*Records from a data source*
--------------------------------------------------
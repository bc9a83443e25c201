use crate::nice_display::NiceDisplay;
use chrono::SecondsFormat;
use serde::{Deserialize, Serialize};
use std::fs::{self, File};
use std::io::{self, BufWriter, Write};
use std::path::{Path, PathBuf};
use tracing::debug;

#[derive(Debug, Clone, PartialEq, Eq, Serialize, Deserialize)]
pub struct HistoryRecord {
    pub timestamp: String,
    pub question: String,
    pub answer: String,
    /// Older history files were written without a model.
    #[serde(default)]
    pub model: String,
}

impl HistoryRecord {
    pub fn new(question: &str, answer: &str, model: &str) -> Self {
        Self {
            timestamp: chrono::Local::now().to_rfc3339_opts(SecondsFormat::Secs, false),
            question: question.to_string(),
            answer: answer.to_string(),
            model: model.to_string(),
        }
    }
}

#[derive(Debug, Clone, Copy, PartialEq, Eq, clap::ValueEnum)]
pub enum ExportFormat {
    Json,
    Markdown,
}

#[derive(Debug)]
pub enum HistoryError {
    CorruptHistory { path: PathBuf, err: String },
    Persistence { path: PathBuf, err: io::Error },
    Reading { path: PathBuf, err: io::Error },
    Serializing(String),
}

impl NiceDisplay for HistoryError {
    fn message(&self) -> String {
        match self {
            HistoryError::CorruptHistory { path, err } => format!(
                "The history file {} is not a valid list of records: {}",
                path.display(),
                err
            ),
            HistoryError::Persistence { path, err } => {
                format!("I could not save history to {}: {}", path.display(), err)
            }
            HistoryError::Reading { path, err } => {
                format!("I could not read history from {}: {}", path.display(), err)
            }
            HistoryError::Serializing(err) => format!("I could not serialize history: {}", err),
        }
    }

    fn hint(&self) -> Option<String> {
        match self {
            HistoryError::CorruptHistory { path, .. } => Some(format!(
                "Back up or fix {} by hand; run `history reset --backup` to move it aside and start fresh",
                path.display()
            )),
            HistoryError::Persistence { .. } => Some(
                "Check that the logs directory is writable and the disk is not full".to_string(),
            ),
            HistoryError::Reading { .. } => {
                Some("Check the file permissions of the history file".to_string())
            }
            HistoryError::Serializing(_) => None,
        }
    }
}

/// Sole owner of the history file. Every mutation rewrites the whole log
/// through a temp file and a rename, so the file on disk is always either
/// the previous or the new complete array.
#[derive(Debug)]
pub struct HistoryStore {
    path: PathBuf,
    records: Vec<HistoryRecord>,
}

impl HistoryStore {
    pub fn open(path: impl Into<PathBuf>) -> Result<Self, HistoryError> {
        let path = path.into();

        let raw = match fs::read_to_string(&path) {
            Ok(raw) => raw,
            Err(err) if err.kind() == io::ErrorKind::NotFound => String::new(),
            Err(err) => return Err(HistoryError::Reading { path, err }),
        };

        let records = if raw.trim().is_empty() {
            Vec::new()
        } else {
            serde_json::from_str(&raw).map_err(|err| HistoryError::CorruptHistory {
                path: path.clone(),
                err: err.to_string(),
            })?
        };

        Ok(Self { path, records })
    }

    pub fn path(&self) -> &Path {
        &self.path
    }

    /// On a write failure the record stays in memory; call `persist` to retry.
    pub fn append(&mut self, record: HistoryRecord) -> Result<(), HistoryError> {
        self.records.push(record);
        self.persist()
    }

    pub fn list(&self) -> Vec<HistoryRecord> {
        self.records.clone()
    }

    pub fn recent(&self, count: usize) -> Vec<HistoryRecord> {
        let start = self.records.len().saturating_sub(count);
        self.records[start..].to_vec()
    }

    pub fn clear(&mut self) -> Result<(), HistoryError> {
        self.records.clear();
        self.persist()
    }

    pub fn persist(&self) -> Result<(), HistoryError> {
        write_atomically(&self.path, &self.records).map_err(|err| HistoryError::Persistence {
            path: self.path.clone(),
            err,
        })?;
        debug!(path = %self.path.display(), records = self.records.len(), "history saved");
        Ok(())
    }

    pub fn export(&self, format: ExportFormat) -> Result<String, HistoryError> {
        match format {
            ExportFormat::Json => serde_json::to_string_pretty(&self.records)
                .map_err(|err| HistoryError::Serializing(err.to_string())),
            ExportFormat::Markdown => Ok(to_markdown(&self.records)),
        }
    }
}

/// Moves an unreadable history file aside so a fresh store can be opened.
/// Returns where the old file went.
pub fn back_up_corrupt(path: &Path) -> Result<PathBuf, HistoryError> {
    let stamp = chrono::Local::now().format("%Y%m%d-%H%M%S");
    let backup = with_suffix(path, &format!(".corrupt-{}", stamp));
    fs::rename(path, &backup).map_err(|err| HistoryError::Persistence {
        path: path.to_path_buf(),
        err,
    })?;
    Ok(backup)
}

/// Starts an empty log at `path`, whatever state the old file was in.
/// With `keep_backup` the old file is moved aside instead of deleted.
pub fn reset(path: &Path, keep_backup: bool) -> Result<Option<PathBuf>, HistoryError> {
    let backup = if !path.exists() {
        None
    } else if keep_backup {
        Some(back_up_corrupt(path)?)
    } else {
        fs::remove_file(path).map_err(|err| HistoryError::Persistence {
            path: path.to_path_buf(),
            err,
        })?;
        None
    };

    HistoryStore {
        path: path.to_path_buf(),
        records: Vec::new(),
    }
    .persist()?;

    Ok(backup)
}

fn write_atomically(path: &Path, records: &[HistoryRecord]) -> io::Result<()> {
    if let Some(parent) = path.parent().filter(|parent| !parent.as_os_str().is_empty()) {
        fs::create_dir_all(parent)?;
    }

    let temp_path = with_suffix(path, ".tmp");
    let result = write_temp(&temp_path, records).and_then(|()| fs::rename(&temp_path, path));

    if result.is_err() {
        let _ = fs::remove_file(&temp_path);
    }
    result
}

fn write_temp(temp_path: &Path, records: &[HistoryRecord]) -> io::Result<()> {
    let mut writer = BufWriter::new(File::create(temp_path)?);
    serde_json::to_writer_pretty(&mut writer, records)?;
    writer.write_all(b"\n")?;
    let file = writer.into_inner().map_err(|err| err.into_error())?;
    file.sync_all()
}

fn with_suffix(path: &Path, suffix: &str) -> PathBuf {
    let mut name = path
        .file_name()
        .map(|name| name.to_os_string())
        .unwrap_or_default();
    name.push(suffix);
    path.with_file_name(name)
}

fn to_markdown(records: &[HistoryRecord]) -> String {
    if records.is_empty() {
        return "No history available.".to_string();
    }

    let mut lines = vec!["# Research History".to_string(), String::new()];
    for record in records {
        let heading = if record.model.is_empty() {
            format!("## {}", record.timestamp)
        } else {
            format!("## {} ({})", record.timestamp, record.model)
        };
        lines.push(heading);
        lines.push(String::new());
        lines.push(format!("**Q:** {}", record.question));
        lines.push(String::new());
        lines.push("**A:**".to_string());
        lines.push(String::new());
        lines.push(record.answer.clone());
        lines.push(String::new());
        lines.push("---".to_string());
        lines.push(String::new());
    }
    lines.join("\n")
}

#[cfg(test)]
mod tests {
    use super::*;
    use tempfile::TempDir;

    fn record(question: &str, answer: &str) -> HistoryRecord {
        HistoryRecord::new(question, answer, "llama-3.1-8b-instant")
    }

    fn store_in(dir: &TempDir) -> HistoryStore {
        HistoryStore::open(dir.path().join("logs").join("history.json")).unwrap()
    }

    #[test]
    fn missing_file_is_an_empty_log() {
        let dir = TempDir::new().unwrap();
        let store = store_in(&dir);
        assert!(store.list().is_empty());
        assert!(!store.path().exists());
    }

    #[test]
    fn empty_file_is_an_empty_log() {
        let dir = TempDir::new().unwrap();
        let path = dir.path().join("history.json");
        fs::write(&path, "  \n").unwrap();
        assert!(HistoryStore::open(&path).unwrap().list().is_empty());
    }

    #[test]
    fn append_keeps_insertion_order_and_survives_reopen() {
        let dir = TempDir::new().unwrap();
        let mut store = store_in(&dir);
        store.append(record("Q1", "A1")).unwrap();
        store.append(record("Q2", "A2")).unwrap();

        let listed = store.list();
        assert_eq!(listed.len(), 2);
        assert_eq!(listed[0].question, "Q1");
        assert_eq!(listed.last().unwrap().answer, "A2");

        let reopened = HistoryStore::open(store.path()).unwrap();
        assert_eq!(reopened.list(), listed);
    }

    #[test]
    fn clear_persists_an_empty_array() {
        let dir = TempDir::new().unwrap();
        let mut store = store_in(&dir);
        store.append(record("Q1", "A1")).unwrap();
        store.clear().unwrap();

        assert!(store.list().is_empty());
        let on_disk: Vec<HistoryRecord> =
            serde_json::from_str(&fs::read_to_string(store.path()).unwrap()).unwrap();
        assert!(on_disk.is_empty());
    }

    #[test]
    fn json_export_parses_back_to_the_log() {
        let dir = TempDir::new().unwrap();
        let mut store = store_in(&dir);
        store.append(record("Why?", "Because.")).unwrap();
        store.append(record("How?", "Carefully.")).unwrap();

        let exported = store.export(ExportFormat::Json).unwrap();
        let parsed: Vec<HistoryRecord> = serde_json::from_str(&exported).unwrap();
        assert_eq!(parsed, store.list());
    }

    #[test]
    fn markdown_export_is_chronological() {
        let dir = TempDir::new().unwrap();
        let mut store = store_in(&dir);
        assert_eq!(store.export(ExportFormat::Markdown).unwrap(), "No history available.");

        store.append(record("First?", "One.")).unwrap();
        store.append(record("Second?", "Two.")).unwrap();
        let markdown = store.export(ExportFormat::Markdown).unwrap();

        assert!(markdown.starts_with("# Research History"));
        assert!(markdown.contains("(llama-3.1-8b-instant)"));
        assert!(markdown.contains("**Q:** First?"));
        assert!(markdown.find("First?").unwrap() < markdown.find("Second?").unwrap());
    }

    #[test]
    fn malformed_file_is_reported_and_left_alone() {
        let dir = TempDir::new().unwrap();
        let path = dir.path().join("history.json");
        fs::write(&path, "[{\"timestamp\": ").unwrap();

        let err = HistoryStore::open(&path).unwrap_err();
        assert!(matches!(err, HistoryError::CorruptHistory { .. }));
        assert_eq!(fs::read_to_string(&path).unwrap(), "[{\"timestamp\": ");
    }

    #[test]
    fn records_without_model_still_load() {
        let dir = TempDir::new().unwrap();
        let path = dir.path().join("history.json");
        fs::write(
            &path,
            r#"[{"timestamp": "2024-05-01 10:00:00", "question": "Q", "answer": "A"}]"#,
        )
        .unwrap();

        let store = HistoryStore::open(&path).unwrap();
        assert_eq!(store.list()[0].model, "");
    }

    #[test]
    fn failed_write_keeps_the_record_in_memory() {
        let dir = TempDir::new().unwrap();
        let mut store = store_in(&dir);
        store.append(record("Q1", "A1")).unwrap();

        // a directory where the temp file should go makes the write fail
        let blocker = with_suffix(store.path(), ".tmp");
        fs::create_dir(&blocker).unwrap();

        let err = store.append(record("Q2", "A2")).unwrap_err();
        assert!(matches!(err, HistoryError::Persistence { .. }));
        assert_eq!(store.list().len(), 2);

        let on_disk = HistoryStore::open(store.path()).unwrap();
        assert_eq!(on_disk.list().len(), 1);

        fs::remove_dir(&blocker).unwrap();
        store.persist().unwrap();
        assert_eq!(HistoryStore::open(store.path()).unwrap().list(), store.list());
    }

    #[test]
    fn recent_returns_the_tail() {
        let dir = TempDir::new().unwrap();
        let mut store = store_in(&dir);
        for n in 0..5 {
            store.append(record(&format!("Q{}", n), "A")).unwrap();
        }
        let recent = store.recent(3);
        assert_eq!(
            recent.iter().map(|r| r.question.as_str()).collect::<Vec<_>>(),
            vec!["Q2", "Q3", "Q4"]
        );
        assert_eq!(store.recent(10).len(), 5);
    }

    #[test]
    fn no_temp_file_is_left_behind() {
        let dir = TempDir::new().unwrap();
        let mut store = store_in(&dir);
        store.append(record("Q", "A")).unwrap();
        assert!(!with_suffix(store.path(), ".tmp").exists());
    }

    #[test]
    fn corrupt_file_can_be_backed_up() {
        let dir = TempDir::new().unwrap();
        let path = dir.path().join("history.json");
        fs::write(&path, "{oops").unwrap();

        let backup = back_up_corrupt(&path).unwrap();
        assert!(!path.exists());
        assert_eq!(fs::read_to_string(backup).unwrap(), "{oops");
        assert!(HistoryStore::open(&path).unwrap().list().is_empty());
    }

    #[test]
    fn reset_starts_a_fresh_log() {
        let dir = TempDir::new().unwrap();
        let path = dir.path().join("history.json");
        fs::write(&path, "not json").unwrap();

        let backup = reset(&path, true).unwrap().unwrap();
        assert_eq!(fs::read_to_string(backup).unwrap(), "not json");
        assert!(HistoryStore::open(&path).unwrap().list().is_empty());

        fs::write(&path, "still not json").unwrap();
        assert_eq!(reset(&path, false).unwrap(), None);
        assert!(HistoryStore::open(&path).unwrap().list().is_empty());
    }
}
--------------------------------------------------
*WORK INSTRUCTION*
Your answer should be only a number: how many lines in the records hold the word "BufWriter".

*EXERCISE ANSWER*
2